How would it look if we would come to conversations Knowing that everyone is fighting their own battles?
This is very alive in me because of a conversation I had yesterday with a dear friend of mine. Our actions hurt each other, not on purpose, but they did.
We hurt because we are already in pain, and this causes us to become defensive and self-protective. In its rawest, it seems a self-preservation mechanism.
But are we in real danger?
What do we actually fear?
Can we acknowledge the pain?
We can and this is how we start healing. Seeing our pain, and seeing the pain in the other. If hurt people hurt people, the opposite must be true.

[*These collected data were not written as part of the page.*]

//! # Chart Layout and Snapshots
//!
//! The session chart has two stacked panels sharing the time axis:
//!
//! ```text
//! +--------------------------------------+
//! | temperatures (°C)                    |  4
//! |   Actual, Temp0, Temp1, Set, ColdJ   |
//! +--------------------------------------+
//! | PWM duty: Fan, Heat                  |  1
//! +--------------------------------------+
//!   0 s                              max_x
//! ```
//!
//! [`ChartLayout`] describes which channels are plotted where. It drives both
//! the live [`SeriesStore`](crate::series::SeriesStore) and the PNG/PDF
//! snapshots written next to each CSV log.

#[cfg(feature = "charts")]
mod pdf;
#[cfg(feature = "charts")]
mod png;

#[cfg(feature = "charts")]
pub use pdf::render_pdf;
#[cfg(feature = "charts")]
pub use png::render_png;

use crate::protocol::{Channel, Sample};

/// Default x-axis limit in seconds.
pub const DEFAULT_MAX_X: f64 = 470.0;

/// Default y-axis limit of the temperature panel.
pub const DEFAULT_MAX_Y_TEMPERATURE: f64 = 300.0;

/// Default y-axis limit of the PWM panel.
pub const DEFAULT_MAX_Y_PWM: f64 = 260.0;

/// Panel a line is drawn on
#[derive(Debug, Clone, Copy, PartialEq, Eq)]
pub enum Panel {
    /// Upper panel, temperatures
    Temperature,
    /// Lower panel, PWM duty
    Pwm,
}

/// One plotted line
#[derive(Debug, Clone, PartialEq)]
pub struct PlotLine {
    /// Channel providing the y values
    pub channel: Channel,
    /// Legend label
    pub label: String,
    /// Panel the line belongs to
    pub panel: Panel,
}

impl PlotLine {
    /// Line labelled with the channel name.
    pub fn new(channel: Channel, panel: Panel) -> Self {
        Self {
            channel,
            label: channel.name().to_string(),
            panel,
        }
    }

    /// Override the legend label.
    pub fn with_label(mut self, label: &str) -> Self {
        self.label = label.to_string();
        self
    }
}

/// Full chart configuration
#[derive(Debug, Clone, PartialEq)]
pub struct ChartLayout {
    /// Lines in draw order
    pub lines: Vec<PlotLine>,
    /// x-axis limit in seconds
    pub max_x: f64,
    /// y-axis limit of the temperature panel
    pub max_y_temperature: f64,
    /// y-axis limit of the PWM panel
    pub max_y_pwm: f64,
}

impl Default for ChartLayout {
    fn default() -> Self {
        Self {
            lines: vec![
                PlotLine::new(Channel::Actual, Panel::Temperature),
                PlotLine::new(Channel::Temp0, Panel::Temperature),
                PlotLine::new(Channel::Temp1, Panel::Temperature),
                PlotLine::new(Channel::Set, Panel::Temperature).with_label("Setpoint"),
                PlotLine::new(Channel::ColdJ, Panel::Temperature).with_label("Coldjunction"),
                PlotLine::new(Channel::Fan, Panel::Pwm),
                PlotLine::new(Channel::Heat, Panel::Pwm).with_label("Heater"),
            ],
            max_x: DEFAULT_MAX_X,
            max_y_temperature: DEFAULT_MAX_Y_TEMPERATURE,
            max_y_pwm: DEFAULT_MAX_Y_PWM,
        }
    }
}

impl ChartLayout {
    /// y-axis limit of a panel.
    pub fn max_y(&self, panel: Panel) -> f64 {
        match panel {
            Panel::Temperature => self.max_y_temperature,
            Panel::Pwm => self.max_y_pwm,
        }
    }

    /// Lines on one panel with their index within that panel.
    pub fn lines_on(&self, panel: Panel) -> impl Iterator<Item = (usize, &PlotLine)> {
        self.lines
            .iter()
            .filter(move |line| line.panel == panel)
            .enumerate()
    }
}

/// Points of one plotted line extracted from a session's records.
pub fn line_points(records: &[Sample], channel: Channel) -> Vec<(f64, f64)> {
    records
        .iter()
        .map(|sample| (sample.time, sample.value(channel)))
        .collect()
}

/// Per-panel line colours (matplotlib's default cycle).
#[cfg(feature = "charts")]
pub(crate) const PALETTE: [[u8; 3]; 5] = [
    [0x1f, 0x77, 0xb4],
    [0xff, 0x7f, 0x0e],
    [0x2c, 0xa0, 0x2c],
    [0xd6, 0x27, 0x28],
    [0x94, 0x67, 0xbd],
];

#[cfg(feature = "charts")]
pub(crate) fn colour(index_in_panel: usize) -> [u8; 3] {
    PALETTE[index_in_panel % PALETTE.len()]
}

#[cfg(test)]
mod tests {
    use super::*;
    use crate::protocol::{parse_sample, Mode};

    #[test]
    fn test_default_layout() {
        let layout = ChartLayout::default();
        assert_eq!(layout.lines.len(), 7);
        assert_eq!(layout.lines_on(Panel::Temperature).count(), 5);

        let pwm: Vec<_> = layout.lines_on(Panel::Pwm).map(|(i, l)| (i, l.label.as_str())).collect();
        assert_eq!(pwm, vec![(0, "Fan"), (1, "Heater")]);
        assert_eq!(layout.max_y(Panel::Pwm), 260.0);
    }

    #[test]
    fn test_line_points() {
        let a = parse_sample("1.0,0,0,0,0,0,25.0,10,0,0,REFLOW").unwrap();
        let b = parse_sample("2.0,0,0,0,0,0,26.5,12,0,0,REFLOW").unwrap();
        assert_eq!(a.mode, Some(Mode::Reflow));

        let points = line_points(&[a, b], Channel::Actual);
        assert_eq!(points, vec![(1.0, 25.0), (2.0, 26.5)]);
    }
}
use anyhow::{bail, Context, Result};
use log::info;

use reflowlog::runner::run_logging;

use super::Settings;

/// Log sessions from the controller until the device goes away
pub fn run(settings: &Settings) -> Result<()> {
    let mut channel = settings.open_device()?;
    let mut pipeline = settings.pipeline();

    info!("Waiting for controller output...");
    let stats = run_logging(&mut channel, &mut pipeline).context("Lost the controller")?;

    bail!("Device channel closed after {}", stats)
}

We’re interconnected. If we manage to let go of ourselves and our need to be right, to hear an apology.
If we allow the ice-shield protecting our hearts to melt, we might allow the other person to see our pain too.
We are all doing our best. I trust that. So I think that apologising for the fact, doesn’t help. Because we did what we knew best with no bad intentions, but blindfolded by our pain.
Acknowledge that even by acting to the best of our abilities, we might hurt others’ feelings. And that, we can address - ‘I’m sorry that my actions caused you pain’. No need to understand or even agree with it. Empathise yes. The other person’s pain is real to them, as much as our’s is to us.
We may not agree with each other, not even feel or fully understand what the other person is going through, but we can accept and acknowledge that there is pain, that the other person’s feelings are as valid to them, as our own to us.
Everyone is the protagonist in the movie of their lives, so not taking anything personal helps. As does not making assumptions.
Not seeing who has it better or worse, or who’s right or wrong. There is no such thing, and it’s not a competition.
We see others as we are - we can only see in someone else what we have in us. So let’s just listen for a moment. How did our actions cause pain?
Having an honest communication can help the other person realise that we’re also hurting, even if we failed to convey the message in the first place.
Some conversations are tough to have, but how can we afford not to?